=== Begin Enclosure ===

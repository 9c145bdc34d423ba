//! Mock HTTP server tests for `NeynarClient::fetch_page()`.
//!
//! Uses [`wiremock`] to emulate the Neynar casts endpoint.
//!
//! Coverage:
//! - Credential header and query parameters forwarded
//! - Cursor passed through and returned
//! - Non-2xx status
//! - Malformed JSON body
//! - Missing `casts` field

use castrank::pipeline::{CastSource, Credential, FetchError, NeynarClient, PageRequest, TransportError};
use std::time::Duration;
use wiremock::matchers::{header, method, path, query_param};
use wiremock::{Mock, MockServer, ResponseTemplate};

fn client(server: &MockServer) -> NeynarClient {
    NeynarClient::new(
        format!("{}/v2/farcaster/casts", server.uri()),
        "api_key",
        "farcaster",
        Duration::from_secs(5),
    )
    .unwrap()
}

fn request<'a>(cursor: Option<&'a str>, credential: &'a Credential) -> PageRequest<'a> {
    PageRequest {
        cursor,
        page_size: 100,
        credential,
    }
}

#[tokio::test]
async fn fetch_page_sends_key_and_limit() {
    let server = MockServer::start().await;

    let body = serde_json::json!({
        "casts": [
            {
                "hash": "0x01",
                "author": { "fid": 1, "username": "alice", "pfp_url": "https://img/alice.png" },
                "timestamp": "2024-05-08T11:00:00Z"
            }
        ],
        "next": { "cursor": "page-2" }
    });

    Mock::given(method("GET"))
        .and(path("/v2/farcaster/casts"))
        .and(header("api_key", "test-key"))
        .and(query_param("limit", "100"))
        .respond_with(ResponseTemplate::new(200).set_body_json(&body))
        .expect(1)
        .mount(&server)
        .await;

    let credential = Credential::new("test-key");
    let page = client(&server).fetch_page(request(None, &credential)).await.unwrap();

    assert_eq!(page.records.len(), 1);
    assert_eq!(page.records[0].author_id, Some(1));
    assert_eq!(page.records[0].author_name, "alice");
    assert_eq!(page.records[0].author_avatar_url, "https://img/alice.png");
    assert_eq!(page.next_cursor.as_deref(), Some("page-2"));
}

#[tokio::test]
async fn fetch_page_forwards_cursor() {
    let server = MockServer::start().await;

    Mock::given(method("GET"))
        .and(path("/v2/farcaster/casts"))
        .and(query_param("cursor", "abc123"))
        .respond_with(ResponseTemplate::new(200).set_body_json(serde_json::json!({
            "casts": [],
            "next": { "cursor": null }
        })))
        .expect(1)
        .mount(&server)
        .await;

    let credential = Credential::new("k");
    let page = client(&server)
        .fetch_page(request(Some("abc123"), &credential))
        .await
        .unwrap();

    assert!(page.records.is_empty());
    assert_eq!(page.next_cursor, None);
}

#[tokio::test]
async fn fetch_page_status_error() {
    let server = MockServer::start().await;

    Mock::given(method("GET"))
        .respond_with(ResponseTemplate::new(401).set_body_string("Unauthorized: invalid api key"))
        .mount(&server)
        .await;

    let credential = Credential::new("wrong");
    let err = client(&server).fetch_page(request(None, &credential)).await.unwrap_err();

    match err {
        FetchError::Transport(TransportError::Status { status, body }) => {
            assert_eq!(status, 401);
            assert!(body.contains("invalid api key"));
        }
        other => panic!("expected status error, got {:?}", other),
    }
}

#[tokio::test]
async fn fetch_page_malformed_body() {
    let server = MockServer::start().await;

    Mock::given(method("GET"))
        .respond_with(ResponseTemplate::new(200).set_body_string("<html>gateway</html>"))
        .mount(&server)
        .await;

    let credential = Credential::new("k");
    let err = client(&server).fetch_page(request(None, &credential)).await.unwrap_err();

    assert!(matches!(err, FetchError::Transport(TransportError::MalformedBody(_))));
    assert!(!err.is_retryable());
}

#[tokio::test]
async fn fetch_page_missing_casts_field() {
    let server = MockServer::start().await;

    Mock::given(method("GET"))
        .respond_with(ResponseTemplate::new(200).set_body_json(serde_json::json!({
            "message": "no casts here"
        })))
        .mount(&server)
        .await;

    let credential = Credential::new("k");
    let err = client(&server).fetch_page(request(None, &credential)).await.unwrap_err();

    assert!(matches!(err, FetchError::Schema(_)));
}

=== End Enclosure ===

- [Assignment]: Reproduce the entries above exactly, every line included.

- [Output for this task]:
repository 9c145bdc34d423ba
//! Mock HTTP server tests for `NeynarClient::fetch_page()`.
//!
//! Uses [`wiremock`] to emulate the Neynar casts endpoint.
//!
//! Coverage:
//! - Credential header and query parameters forwarded
//! - Cursor passed through and returned
//! - Non-2xx status
//! - Malformed JSON body
//! - Missing `casts` field

use castrank::pipeline::{CastSource, Credential, FetchError, NeynarClient, PageRequest, TransportError};
use std::time::Duration;
use wiremock::matchers::{header, method, path, query_param};
use wiremock::{Mock, MockServer, ResponseTemplate};

fn client(server: &MockServer) -> NeynarClient {
    NeynarClient::new(
        format!("{}/v2/farcaster/casts", server.uri()),
        "api_key",
        "farcaster",
        Duration::from_secs(5),
    )
    .unwrap()
}

fn request<'a>(cursor: Option<&'a str>, credential: &'a Credential) -> PageRequest<'a> {
    PageRequest {
        cursor,
        page_size: 100,
        credential,
    }
}

#[tokio::test]
async fn fetch_page_sends_key_and_limit() {
    let server = MockServer::start().await;

    let body = serde_json::json!({
        "casts": [
            {
                "hash": "0x01",
                "author": { "fid": 1, "username": "alice", "pfp_url": "https://img/alice.png" },
                "timestamp": "2024-05-08T11:00:00Z"
            }
        ],
        "next": { "cursor": "page-2" }
    });

    Mock::given(method("GET"))
        .and(path("/v2/farcaster/casts"))
        .and(header("api_key", "test-key"))
        .and(query_param("limit", "100"))
        .respond_with(ResponseTemplate::new(200).set_body_json(&body))
        .expect(1)
        .mount(&server)
        .await;

    let credential = Credential::new("test-key");
    let page = client(&server).fetch_page(request(None, &credential)).await.unwrap();

    assert_eq!(page.records.len(), 1);
    assert_eq!(page.records[0].author_id, Some(1));
    assert_eq!(page.records[0].author_name, "alice");
    assert_eq!(page.records[0].author_avatar_url, "https://img/alice.png");
    assert_eq!(page.next_cursor.as_deref(), Some("page-2"));
}

#[tokio::test]
async fn fetch_page_forwards_cursor() {
    let server = MockServer::start().await;

    Mock::given(method("GET"))
        .and(path("/v2/farcaster/casts"))
        .and(query_param("cursor", "abc123"))
        .respond_with(ResponseTemplate::new(200).set_body_json(serde_json::json!({
            "casts": [],
            "next": { "cursor": null }
        })))
        .expect(1)
        .mount(&server)
        .await;

    let credential = Credential::new("k");
    let page = client(&server)
        .fetch_page(request(Some("abc123"), &credential))
        .await
        .unwrap();

    assert!(page.records.is_empty());
    assert_eq!(page.next_cursor, None);
}

#[tokio::test]
async fn fetch_page_status_error() {
    let server = MockServer::start().await;

    Mock::given(method("GET"))
        .respond_with(ResponseTemplate::new(401).set_body_string("Unauthorized: invalid api key"))
        .mount(&server)
        .await;

    let credential = Credential::new("wrong");
    let err = client(&server).fetch_page(request(None, &credential)).await.unwrap_err();

    match err {
        FetchError::Transport(TransportError::Status { status, body }) => {
            assert_eq!(status, 401);
            assert!(body.contains("invalid api key"));
        }
        other => panic!("expected status error, got {:?}", other),
    }
}

#[tokio::test]
async fn fetch_page_malformed_body() {
    let server = MockServer::start().await;

    Mock::given(method("GET"))
        .respond_with(ResponseTemplate::new(200).set_body_string("<html>gateway</html>"))
        .mount(&server)
        .await;

    let credential = Credential::new("k");
    let err = client(&server).fetch_page(request(None, &credential)).await.unwrap_err();

    assert!(matches!(err, FetchError::Transport(TransportError::MalformedBody(_))));
    assert!(!err.is_retryable());
}

#[tokio::test]
async fn fetch_page_missing_casts_field() {
    let server = MockServer::start().await;

    Mock::given(method("GET"))
        .respond_with(ResponseTemplate::new(200).set_body_json(serde_json::json!({
            "message": "no casts here"
        })))
        .mount(&server)
        .await;

    let credential = Credential::new("k");
    let err = client(&server).fetch_page(request(None, &credential)).await.unwrap_err();

    assert!(matches!(err, FetchError::Schema(_)));
}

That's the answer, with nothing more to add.